--- Study material ---
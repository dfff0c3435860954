use chrono::{DateTime, SecondsFormat, SubsecRound, Utc};
use sqlx::sqlite::{SqliteConnectOptions, SqlitePoolOptions, SqliteRow};
use sqlx::{Row, SqlitePool};
use std::str::FromStr;
use std::time::Instant;

use crate::errors::DataAccessError;
use crate::log_db_operation;
use crate::models::*;

type DbResult<T> = Result<T, DataAccessError>;

#[derive(Clone)]
pub struct Database {
    pool: SqlitePool,
}

const QUESTION_COLUMNS: &str = "q.id, q.topic, q.question_type, q.question, q.answer, q.options, q.created_at";

fn timestamp(at: DateTime<Utc>) -> String {
    at.to_rfc3339_opts(SecondsFormat::Micros, true)
}

fn parse_timestamp(raw: &str) -> DbResult<DateTime<Utc>> {
    DateTime::parse_from_rfc3339(raw)
        .map(|dt| dt.with_timezone(&Utc))
        .map_err(|e| DataAccessError::Decode(format!("bad timestamp '{}': {}", raw, e)))
}

fn row_to_question(row: &SqliteRow) -> DbResult<Question> {
    let kind: String = row.try_get("question_type")?;
    let options = row
        .try_get::<Option<String>, _>("options")?
        .map(|raw| serde_json::from_str::<Vec<String>>(&raw))
        .transpose()
        .map_err(|e| DataAccessError::Decode(format!("bad options column: {}", e)))?;

    Ok(Question {
        id: row.try_get("id")?,
        topic: row.try_get("topic")?,
        kind: kind.parse().map_err(DataAccessError::Decode)?,
        question: row.try_get("question")?,
        answer: row.try_get("answer")?,
        options,
        created_at: parse_timestamp(&row.try_get::<String, _>("created_at")?)?,
    })
}

fn row_to_attempt_record(row: &SqliteRow) -> DbResult<AttemptRecord> {
    let attempt = Attempt {
        id: row.try_get("attempt_id")?,
        username: row.try_get("username")?,
        question_id: row.try_get("question_id")?,
        is_correct: row.try_get("is_correct")?,
        user_answer: row.try_get("user_answer")?,
        created_at: parse_timestamp(&row.try_get::<String, _>("attempt_created_at")?)?,
    };
    Ok(AttemptRecord {
        attempt,
        question: row_to_question(row)?,
    })
}

impl Database {
    pub async fn new(database_url: &str) -> DbResult<Self> {
        let options = SqliteConnectOptions::from_str(database_url)?
            .create_if_missing(true)
            .foreign_keys(true);

        // Every connection to an in-memory database sees its own empty database
        let pool = if database_url.contains(":memory:") {
            SqlitePoolOptions::new()
                .max_connections(1)
                .idle_timeout(None)
                .max_lifetime(None)
                .connect_with(options)
                .await?
        } else {
            SqlitePoolOptions::new().connect_with(options).await?
        };

        let db = Database { pool };
        db.migrate().await?;
        Ok(db)
    }

    async fn migrate(&self) -> DbResult<()> {
        sqlx::query(
            r#"
            CREATE TABLE IF NOT EXISTS questions (
                id INTEGER PRIMARY KEY AUTOINCREMENT,
                topic TEXT NOT NULL,
                question_type TEXT NOT NULL CHECK (question_type IN ('flashcard', 'quiz', 'essay')),
                question TEXT NOT NULL,
                answer TEXT NOT NULL,
                options TEXT,
                created_at TEXT NOT NULL DEFAULT (strftime('%Y-%m-%dT%H:%M:%fZ', 'now'))
            );
            "#,
        )
        .execute(&self.pool)
        .await?;

        sqlx::query("CREATE INDEX IF NOT EXISTS idx_questions_topic ON questions(topic);")
            .execute(&self.pool)
            .await?;

        sqlx::query(
            r#"
            CREATE TABLE IF NOT EXISTS user_progress (
                id INTEGER PRIMARY KEY AUTOINCREMENT,
                username TEXT NOT NULL,
                question_id INTEGER NOT NULL,
                is_correct INTEGER NOT NULL,
                user_answer TEXT NOT NULL,
                created_at TEXT NOT NULL DEFAULT (strftime('%Y-%m-%dT%H:%M:%fZ', 'now')),
                FOREIGN KEY (question_id) REFERENCES questions(id)
            );
            "#,
        )
        .execute(&self.pool)
        .await?;

        sqlx::query("CREATE INDEX IF NOT EXISTS idx_user_progress_username ON user_progress(username);")
            .execute(&self.pool)
            .await?;

        log_db_operation!(info, "migrate", "schema ready");
        Ok(())
    }

    // Question operations

    /// Insert a batch of questions atomically: either all rows land or none do
    pub async fn insert_questions(&self, questions: &[NewQuestion]) -> DbResult<Vec<Question>> {
        let started = Instant::now();
        let created_at = Utc::now().trunc_subsecs(6);
        let mut tx = self.pool.begin().await?;
        let mut saved = Vec::with_capacity(questions.len());

        for new_question in questions {
            let options_json = new_question
                .options
                .as_ref()
                .map(serde_json::to_string)
                .transpose()
                .map_err(|e| DataAccessError::Decode(e.to_string()))?;

            let result = sqlx::query(
                r#"
                INSERT INTO questions (topic, question_type, question, answer, options, created_at)
                VALUES (?1, ?2, ?3, ?4, ?5, ?6)
                "#,
            )
            .bind(&new_question.topic)
            .bind(new_question.kind.as_str())
            .bind(&new_question.question)
            .bind(&new_question.answer)
            .bind(&options_json)
            .bind(timestamp(created_at))
            .execute(&mut *tx)
            .await?;

            saved.push(Question {
                id: result.last_insert_rowid(),
                topic: new_question.topic.clone(),
                kind: new_question.kind,
                question: new_question.question.clone(),
                answer: new_question.answer.clone(),
                options: new_question.options.clone(),
                created_at,
            });
        }

        tx.commit().await?;
        log_db_operation!(
            debug,
            "insert_questions",
            count = saved.len(),
            duration_ms = started.elapsed().as_millis() as u64
        );
        Ok(saved)
    }

    pub async fn get_question(&self, id: i64) -> DbResult<Option<Question>> {
        let started = Instant::now();
        let row = sqlx::query(&format!("SELECT {} FROM questions q WHERE q.id = ?1", QUESTION_COLUMNS))
            .bind(id)
            .fetch_optional(&self.pool)
            .await?;

        log_db_operation!(
            debug,
            "get_question",
            question_id = id,
            duration_ms = started.elapsed().as_millis() as u64
        );
        row.as_ref().map(row_to_question).transpose()
    }

    /// Questions in creation order, optionally narrowed to a topic and/or type
    pub async fn list_questions(&self, topic: Option<&str>, kind: Option<QuestionType>) -> DbResult<Vec<Question>> {
        let started = Instant::now();
        let rows = sqlx::query(&format!(
            "SELECT {} FROM questions q
             WHERE (?1 IS NULL OR q.topic = ?1) AND (?2 IS NULL OR q.question_type = ?2)
             ORDER BY q.id ASC",
            QUESTION_COLUMNS
        ))
        .bind(topic)
        .bind(kind.map(|k| k.as_str()))
        .fetch_all(&self.pool)
        .await?;

        log_db_operation!(
            debug,
            "list_questions",
            count = rows.len(),
            duration_ms = started.elapsed().as_millis() as u64
        );
        rows.iter().map(row_to_question).collect()
    }

    /// Question texts of a topic, newest first
    pub async fn recent_question_texts(&self, topic: &str, limit: i64) -> DbResult<Vec<String>> {
        let rows = sqlx::query("SELECT question FROM questions WHERE topic = ?1 ORDER BY id DESC LIMIT ?2")
            .bind(topic)
            .bind(limit)
            .fetch_all(&self.pool)
            .await?;

        rows.iter()
            .map(|row| row.try_get("question").map_err(DataAccessError::from))
            .collect()
    }

    pub async fn topic_summaries(&self) -> DbResult<Vec<TopicSummary>> {
        let started = Instant::now();
        let rows = sqlx::query(
            "SELECT topic, COUNT(*) AS question_count FROM questions GROUP BY topic ORDER BY topic",
        )
        .fetch_all(&self.pool)
        .await?;

        log_db_operation!(
            debug,
            "topic_summaries",
            count = rows.len(),
            duration_ms = started.elapsed().as_millis() as u64
        );
        rows.iter()
            .map(|row| -> DbResult<TopicSummary> {
                Ok(TopicSummary {
                    topic: row.try_get("topic")?,
                    question_count: row.try_get("question_count")?,
                })
            })
            .collect()
    }

    pub async fn count_questions(&self) -> DbResult<i64> {
        let count = sqlx::query_scalar::<_, i64>("SELECT COUNT(*) FROM questions")
            .fetch_one(&self.pool)
            .await?;
        Ok(count)
    }

    // Attempt operations

    pub async fn insert_attempt(&self, attempt: &NewAttempt) -> DbResult<Attempt> {
        let started = Instant::now();
        let created_at = Utc::now().trunc_subsecs(6);

        let result = sqlx::query(
            r#"
            INSERT INTO user_progress (username, question_id, is_correct, user_answer, created_at)
            VALUES (?1, ?2, ?3, ?4, ?5)
            "#,
        )
        .bind(&attempt.username)
        .bind(attempt.question_id)
        .bind(attempt.is_correct)
        .bind(&attempt.user_answer)
        .bind(timestamp(created_at))
        .execute(&self.pool)
        .await
        .map_err(|e| {
            log_db_operation!(error, "insert_attempt", error = e);
            e
        })?;

        log_db_operation!(
            debug,
            "insert_attempt",
            question_id = attempt.question_id,
            duration_ms = started.elapsed().as_millis() as u64
        );

        Ok(Attempt {
            id: result.last_insert_rowid(),
            username: attempt.username.clone(),
            question_id: attempt.question_id,
            is_correct: attempt.is_correct,
            user_answer: attempt.user_answer.clone(),
            created_at,
        })
    }

    fn attempt_query(order: &str) -> String {
        format!(
            "SELECT p.id AS attempt_id, p.username, p.question_id, p.is_correct, p.user_answer,
                    p.created_at AS attempt_created_at, {}
             FROM user_progress p
             JOIN questions q ON q.id = p.question_id
             WHERE p.username = ?1
             ORDER BY {}",
            QUESTION_COLUMNS, order
        )
    }

    /// Every attempt of a user joined with its question, oldest first
    pub async fn attempt_records_for_user(&self, username: &str) -> DbResult<Vec<AttemptRecord>> {
        let started = Instant::now();
        let rows = sqlx::query(&Self::attempt_query("p.created_at ASC, p.id ASC"))
            .bind(username)
            .fetch_all(&self.pool)
            .await?;

        log_db_operation!(
            debug,
            "attempt_records_for_user",
            count = rows.len(),
            duration_ms = started.elapsed().as_millis() as u64
        );
        rows.iter().map(row_to_attempt_record).collect()
    }

    /// The latest `limit` attempts of a user, newest first
    pub async fn recent_attempts(&self, username: &str, limit: i64) -> DbResult<Vec<AttemptRecord>> {
        let started = Instant::now();
        let rows = sqlx::query(&format!(
            "{} LIMIT ?2",
            Self::attempt_query("p.created_at DESC, p.id DESC")
        ))
        .bind(username)
        .bind(limit)
        .fetch_all(&self.pool)
        .await?;

        log_db_operation!(
            debug,
            "recent_attempts",
            count = rows.len(),
            duration_ms = started.elapsed().as_millis() as u64
        );
        rows.iter().map(row_to_attempt_record).collect()
    }

    pub async fn count_attempts(&self) -> DbResult<i64> {
        let count = sqlx::query_scalar::<_, i64>("SELECT COUNT(*) FROM user_progress")
            .fetch_one(&self.pool)
            .await?;
        Ok(count)
    }
}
---
● **Assignment**
Look above for the line with "pub async fn insert_questions(&self, questions: &[NewQuestion])" and the line with "for new_question in"; transcribe both and all lines in between, exactly, and nothing else.

● **Solution**
    pub async fn insert_questions(&self, questions: &[NewQuestion]) -> DbResult<Vec<Question>> {
        let started = Instant::now();
        let created_at = Utc::now().trunc_subsecs(6);
        let mut tx = self.pool.begin().await?;
        let mut saved = Vec::with_capacity(questions.len());

        for new_question in questions {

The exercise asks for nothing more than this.